The white paper’s main focus is on access and place-making, and makes explicit an expectation that “all publicly-funded arts organisations must increase access for young people from disadvantaged backgrounds”.

The arts council, Historic England and the national museums and galleries will be expected “to develop and share strategies for tackling the lack of diversity in leadership across the cultural sectors and to provide regular reports on what has been achieved”.

The ‘Rome around Bath museums’ leaflet.

A four-year Cultural Citizens Programme, first announced by the prime minister in January, is designed to give children from across the country opportunities to have cultural experiences, and will be piloted in the North West, North East and West Midlands.

And the Great Place Scheme aims to bring arts and heritage lottery funders together to make culture a core part of local authority plans and policies, supported by ACE, the HLF, and Historic England.
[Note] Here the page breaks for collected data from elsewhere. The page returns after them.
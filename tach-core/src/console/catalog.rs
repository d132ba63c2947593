//! Console command catalog shared by the parser and `HELP`.

#[derive(Clone, Copy, Debug, PartialEq, Eq)]
pub enum CommandTag {
    Psyn,
    TachIn,
    TachCap,
    TSyn,
    Status,
    Debug,
    Help,
}

#[derive(Clone, Copy, Debug, PartialEq, Eq)]
pub struct CommandSpec {
    pub name: &'static str,
    pub tag: CommandTag,
    pub usage: &'static str,
    pub summary: &'static str,
}

const COMMANDS: [CommandSpec; 7] = [
    CommandSpec {
        name: "PSYN",
        tag: CommandTag::Psyn,
        usage: "PSYN n",
        summary: "Set PWM duty (n=5..96)",
    },
    CommandSpec {
        name: "TACHIN",
        tag: CommandTag::TachIn,
        usage: "TACHIN ON|OFF",
        summary: "Periodic tach reports",
    },
    CommandSpec {
        name: "TACHCAP",
        tag: CommandTag::TachCap,
        usage: "TACHCAP ON|OFF",
        summary: "Tach edge capture (ON stops TSYN)",
    },
    CommandSpec {
        name: "TSYN",
        tag: CommandTag::TSyn,
        usage: "TSYN ON|OFF",
        summary: "Synthesize tach bursts on the tach pin",
    },
    CommandSpec {
        name: "STATUS",
        tag: CommandTag::Status,
        usage: "STATUS",
        summary: "Show duty and tach state",
    },
    CommandSpec {
        name: "DEBUG",
        tag: CommandTag::Debug,
        usage: "DEBUG ON|OFF",
        summary: "Diagnostic line output",
    },
    CommandSpec {
        name: "HELP",
        tag: CommandTag::Help,
        usage: "HELP [command]",
        summary: "This help",
    },
];

/// Returns the full command catalog.
#[must_use]
pub const fn commands() -> &'static [CommandSpec] {
    &COMMANDS
}

/// Looks up a command by its tag.
#[must_use]
pub fn command(tag: CommandTag) -> &'static CommandSpec {
    match tag {
        CommandTag::Psyn => &COMMANDS[0],
        CommandTag::TachIn => &COMMANDS[1],
        CommandTag::TachCap => &COMMANDS[2],
        CommandTag::TSyn => &COMMANDS[3],
        CommandTag::Status => &COMMANDS[4],
        CommandTag::Debug => &COMMANDS[5],
        CommandTag::Help => &COMMANDS[6],
    }
}

/// Finds a command by name (case insensitive).
#[must_use]
pub fn find(name: &str) -> Option<&'static CommandSpec> {
    COMMANDS
        .iter()
        .find(|command| command.name.eq_ignore_ascii_case(name))
}

#[cfg(test)]
mod tests {
    use super::*;

    #[test]
    fn tags_index_their_own_entries() {
        for spec in commands() {
            assert_eq!(command(spec.tag), spec);
        }
    }

    #[test]
    fn lookup_ignores_case() {
        assert_eq!(find("tsyn").map(|spec| spec.tag), Some(CommandTag::TSyn));
        assert_eq!(find("TachCap").map(|spec| spec.tag), Some(CommandTag::TachCap));
        assert_eq!(find("debug").map(|spec| spec.tag), Some(CommandTag::Debug));
        assert!(find("fan").is_none());
    }
}
mod support;

use support::{Log, RecordingSink, controller};
use tach_core::capture::PulseAccumulator;
use tach_core::console::catalog::{self, CommandTag};
use tach_core::console::commands::{CommandError, CommandExecutor, CommandOutcome};
use tach_core::console::grammar::ParseError;
use tach_core::console::status::write_response;
use tach_core::diag::{DiagSwitch, DiagnosticSink, Gated};
use tach_core::duty::{DutyCommand, DutyOutOfRange};
use tach_core::pin::PinRole;

fn respond(result: &Result<CommandOutcome, CommandError>) -> String {
    let mut out = String::new();
    write_response(&mut out, result, "\r\n").expect("string writes never fail");
    out
}

#[test]
fn psyn_updates_duty_within_range() {
    let pulses = PulseAccumulator::new();
    let log = Log::default();
    let mut sink = RecordingSink::default();
    let mut tach = controller(&pulses, &log);
    let duty = DutyCommand::default();
    let diag = DiagSwitch::default();
    let mut executor = CommandExecutor::new(&mut tach, &duty, &diag);

    let result = executor.execute("psyn 40", 0, &mut sink);
    assert_eq!(result, Ok(CommandOutcome::DutySet(40)));
    assert_eq!(respond(&result), "OK: duty set to 40%\r\n");
    assert_eq!(duty.percent(), 40);

    let result = executor.execute("PSYN 97", 0, &mut sink);
    assert_eq!(result, Err(CommandError::Duty(DutyOutOfRange(97))));
    assert_eq!(respond(&result), "ERROR: value out of range (5..96)\r\n");
    assert_eq!(duty.percent(), 40);

    let result = executor.execute("PSYN", 0, &mut sink);
    assert_eq!(
        respond(&result),
        "ERROR: missing value. Use: PSYN n  (n=5..96)\r\n"
    );

    let result = executor.execute("PSYN 4O", 0, &mut sink);
    assert_eq!(respond(&result), "ERROR: invalid number. Use: PSYN n\r\n");
}

#[test]
fn tachin_on_prints_banner_through_sink() {
    let pulses = PulseAccumulator::new();
    let log = Log::default();
    let mut sink = RecordingSink::default();
    let mut tach = controller(&pulses, &log);
    let duty = DutyCommand::default();
    let diag = DiagSwitch::default();
    let mut executor = CommandExecutor::new(&mut tach, &duty, &diag);

    let result = executor.execute("TACHIN ON", 250, &mut sink);

    assert_eq!(respond(&result), "OK: TACHIN ON\r\n");
    assert_eq!(sink.lines.len(), 1);
    assert!(sink.lines[0].starts_with("TACHIN ON: gpio_base=0x50000000"));
    drop(executor);
    assert!(tach.is_reporting_enabled());
    assert_eq!(tach.capture().next_report_ms(), 750);
}

#[test]
fn tsyn_and_tachcap_swap_pin_owner() {
    let pulses = PulseAccumulator::new();
    let log = Log::default();
    let mut sink = RecordingSink::default();
    let mut tach = controller(&pulses, &log);
    let duty = DutyCommand::default();
    let diag = DiagSwitch::default();
    let mut executor = CommandExecutor::new(&mut tach, &duty, &diag);

    assert_eq!(
        executor.execute("tsyn on", 0, &mut sink),
        Ok(CommandOutcome::Synth(true))
    );
    let Ok(CommandOutcome::Status(snapshot)) = executor.execute("STATUS", 0, &mut sink) else {
        panic!("STATUS should succeed");
    };
    assert_eq!(snapshot.duty_percent, 30);
    assert_eq!(snapshot.tach.pin_owner, PinRole::Synth);
    assert!(snapshot.tach.synth_enabled);
    assert!(!snapshot.tach.capture_enabled);

    assert_eq!(
        executor.execute("TACHCAP ON", 0, &mut sink),
        Ok(CommandOutcome::Capture(true))
    );
    let status = executor.tach().status();
    assert_eq!(status.pin_owner, PinRole::Capture);
    assert!(!status.synth_enabled);
}

#[test]
fn blank_lines_and_unknown_commands() {
    let pulses = PulseAccumulator::new();
    let log = Log::default();
    let mut sink = RecordingSink::default();
    let mut tach = controller(&pulses, &log);
    let duty = DutyCommand::default();
    let diag = DiagSwitch::default();
    let mut executor = CommandExecutor::new(&mut tach, &duty, &diag);

    let result = executor.execute("  ", 0, &mut sink);
    assert_eq!(result, Ok(CommandOutcome::Idle));
    assert_eq!(respond(&result), "");

    let result = executor.execute("FAN ON", 0, &mut sink);
    assert_eq!(
        result,
        Err(CommandError::Parse(ParseError::UnknownCommand))
    );
    assert_eq!(respond(&result), "ERROR: unknown command. Type HELP\r\n");
}

#[test]
fn help_for_single_topic() {
    let pulses = PulseAccumulator::new();
    let log = Log::default();
    let mut sink = RecordingSink::default();
    let mut tach = controller(&pulses, &log);
    let duty = DutyCommand::default();
    let diag = DiagSwitch::default();
    let mut executor = CommandExecutor::new(&mut tach, &duty, &diag);

    let result = executor.execute("help tsyn", 0, &mut sink);

    assert_eq!(
        result,
        Ok(CommandOutcome::Help(Some(catalog::command(CommandTag::TSyn))))
    );
    assert_eq!(
        respond(&result),
        "  TSYN ON|OFF     Synthesize tach bursts on the tach pin\r\n"
    );
}

#[test]
fn debug_off_silences_the_diagnostic_stream() {
    let pulses = PulseAccumulator::new();
    let log = Log::default();
    let mut lines = RecordingSink::default();
    let mut tach = controller(&pulses, &log);
    let duty = DutyCommand::default();
    let diag = DiagSwitch::default();

    {
        let mut executor = CommandExecutor::new(&mut tach, &duty, &diag);
        let mut sink = Gated::new(&mut lines, &diag);

        let result = executor.execute("debug off", 0, &mut sink);
        assert_eq!(result, Ok(CommandOutcome::Debug(false)));
        assert_eq!(respond(&result), "OK: DEBUG OFF\r\n");
        assert!(!diag.is_enabled());

        executor.execute("TACHIN ON", 0, &mut sink).expect("TACHIN ON");
        sink.emit("TACH pulses=0 rejects=0 rpm=0");
    }
    assert!(lines.lines.is_empty());

    {
        let mut executor = CommandExecutor::new(&mut tach, &duty, &diag);
        let mut sink = Gated::new(&mut lines, &diag);
        assert_eq!(
            respond(&executor.execute("DEBUG ON", 0, &mut sink)),
            "OK: DEBUG ON\r\n"
        );
        sink.emit("TACH pulses=0 rejects=0 rpm=0");
    }
    assert_eq!(lines.lines, ["TACH pulses=0 rejects=0 rpm=0"]);

    let mut executor = CommandExecutor::new(&mut tach, &duty, &diag);
    assert_eq!(
        respond(&executor.execute("DEBUG", 0, &mut lines)),
        "ERROR: invalid argument. Use: DEBUG ON|OFF\r\n"
    );
}
use embassy_stm32 as hal;
use embassy_stm32::Peri;
use embassy_stm32::usart::{BufferedUart, Config as UartConfig};
use embassy_time::{Duration, Timer};
use embedded_io_async::Write;
use static_cell::StaticCell;

use super::{DIAG_DROPPED, DIAG_LINES};
use crate::board::{DIAG_BAUD, DIAG_TX_BUFFER};
use crate::console::EOL;

static TX_BUFFER: StaticCell<[u8; DIAG_TX_BUFFER]> = StaticCell::new();
static RX_BUFFER: StaticCell<[u8; 16]> = StaticCell::new();

embassy_stm32::bind_interrupts!(struct DiagIrqs {
    USART1 => embassy_stm32::usart::BufferedInterruptHandler<hal::peripherals::USART1>;
});

/// Drains diagnostic lines to USART1.
#[embassy_executor::task]
pub async fn run(
    usart: Peri<'static, hal::peripherals::USART1>,
    tx_pin: Peri<'static, hal::peripherals::PA9>,
    rx_pin: Peri<'static, hal::peripherals::PA10>,
) -> ! {
    let mut config = UartConfig::default();
    config.baudrate = DIAG_BAUD;

    let mut uart = BufferedUart::new(
        usart,
        rx_pin,
        tx_pin,
        TX_BUFFER.init([0; DIAG_TX_BUFFER]),
        RX_BUFFER.init([0; 16]),
        DiagIrqs,
        config,
    )
    .expect("failed to initialize diagnostic UART");

    let receiver = DIAG_LINES.receiver();
    loop {
        let line = receiver.receive().await;

        let dropped = DIAG_DROPPED.take();
        if dropped > 0 {
            defmt::warn!("diag: dropped {} lines", dropped);
        }

        let written = match uart.write_all(line.as_bytes()).await {
            Ok(()) => uart.write_all(EOL.as_bytes()).await,
            Err(err) => Err(err),
        };
        if written.is_err() {
            defmt::warn!("diag: UART write error");
            Timer::after(Duration::from_millis(5)).await;
        }
    }
}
The government will work with ACE to develop new indicators to accurately examine changes in engagement and participation for children from low income backgrounds, by demographics as well as region.

The paper outlines a pilot scheme, to be delivered jointly by ACE and the HLF, that will provide match-funding for cultural organisations that use crowdfunding to raise support. And the commits DCMS to working with partners to “support cultural organisations to diversify their funding, including exploring non-grant sources of income and innovative means of fundraising”.
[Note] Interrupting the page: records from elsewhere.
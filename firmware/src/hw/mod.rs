//! Register-level adapters that back the `tach-core` hardware traits.
//!
//! Embassy's drivers cover the UARTs; the tach pin, its EXTI line and the
//! three timers involved (TIM2 scheduler, TIM3 carrier, TIM17 fan PWM) need
//! mid-flight reconfiguration that the HAL drivers do not expose, so they are
//! programmed through the PAC here.

pub mod fan_pwm;
pub mod tach_pin;
pub mod timers;

use cortex_m::peripheral::SYST;
use cortex_m::peripheral::syst::SystClkSource;
use embassy_stm32::pac;
use tach_core::timebase::Countdown;

/// Turns on the peripheral clocks used by the adapters in this module.
pub fn enable_clocks() {
    pac::RCC.iopenr().modify(|w| {
        w.set_gpioaen(true);
        w.set_gpioben(true);
    });
    pac::RCC.apbenr1().modify(|w| {
        w.set_tim2en(true);
        w.set_tim3en(true);
    });
    pac::RCC.apbenr2().modify(|w| {
        w.set_syscfgen(true);
        w.set_tim17en(true);
    });
}

/// Core SysTick as the 1 ms timebase countdown.
pub struct SysTickCountdown;

impl Countdown for SysTickCountdown {
    fn start_periodic(&self, reload: u32) {
        // SAFETY: SysTick is owned by the timebase; embassy runs its clock on TIM1.
        let mut syst = unsafe { cortex_m::Peripherals::steal() }.SYST;
        syst.disable_counter();
        syst.set_clock_source(SystClkSource::Core);
        syst.set_reload(reload.saturating_sub(1));
        syst.clear_current();
        syst.enable_interrupt();
        syst.enable_counter();
    }

    fn remaining(&self) -> u32 {
        SYST::get_current()
    }
}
The review restates the £30m Cultural Protection Fund, first announced in last November’s spending review and managed by the British Council, to support the protection of cultural heritage in global conflict zones overseas. This is accompanied by a commitment to ratify the 1954 Hague Convention, “subject to legislation”.

There are no new funds to accompany the white paper’s aims, many of which will be funded by DCMS arms-length bodies, but culture minister Ed Vaizey used the launch to announce £4m of new funding for the DCMS Wolfson Museums and Galleries Improvement Fund  (£2m from DCMS to match £2m from the Wolfson Foundation), for renovation and improvement projects in museums and galleries in England, which will be open for bids from April 2016.

“We welcome the emphasis on equality of access for all and the role that culture and museums can play in enhancing health and wellbeing and creating better places to live,” says Sharon Heal, the director of the Museums Association. “We know through our Museums Change Lives campaign that many museums are already working in these areas and delivering real change with communities.

“It’s good that joint working between ACE and the HLF is being encouraged and it would be great to see specific funding streams that support work with communities on health and place initiatives.

“The MA welcomes the review of museums and will work with government to ensure that it is as wide ranging as possible and addresses the challenges and solutions that local museums and their communities need.”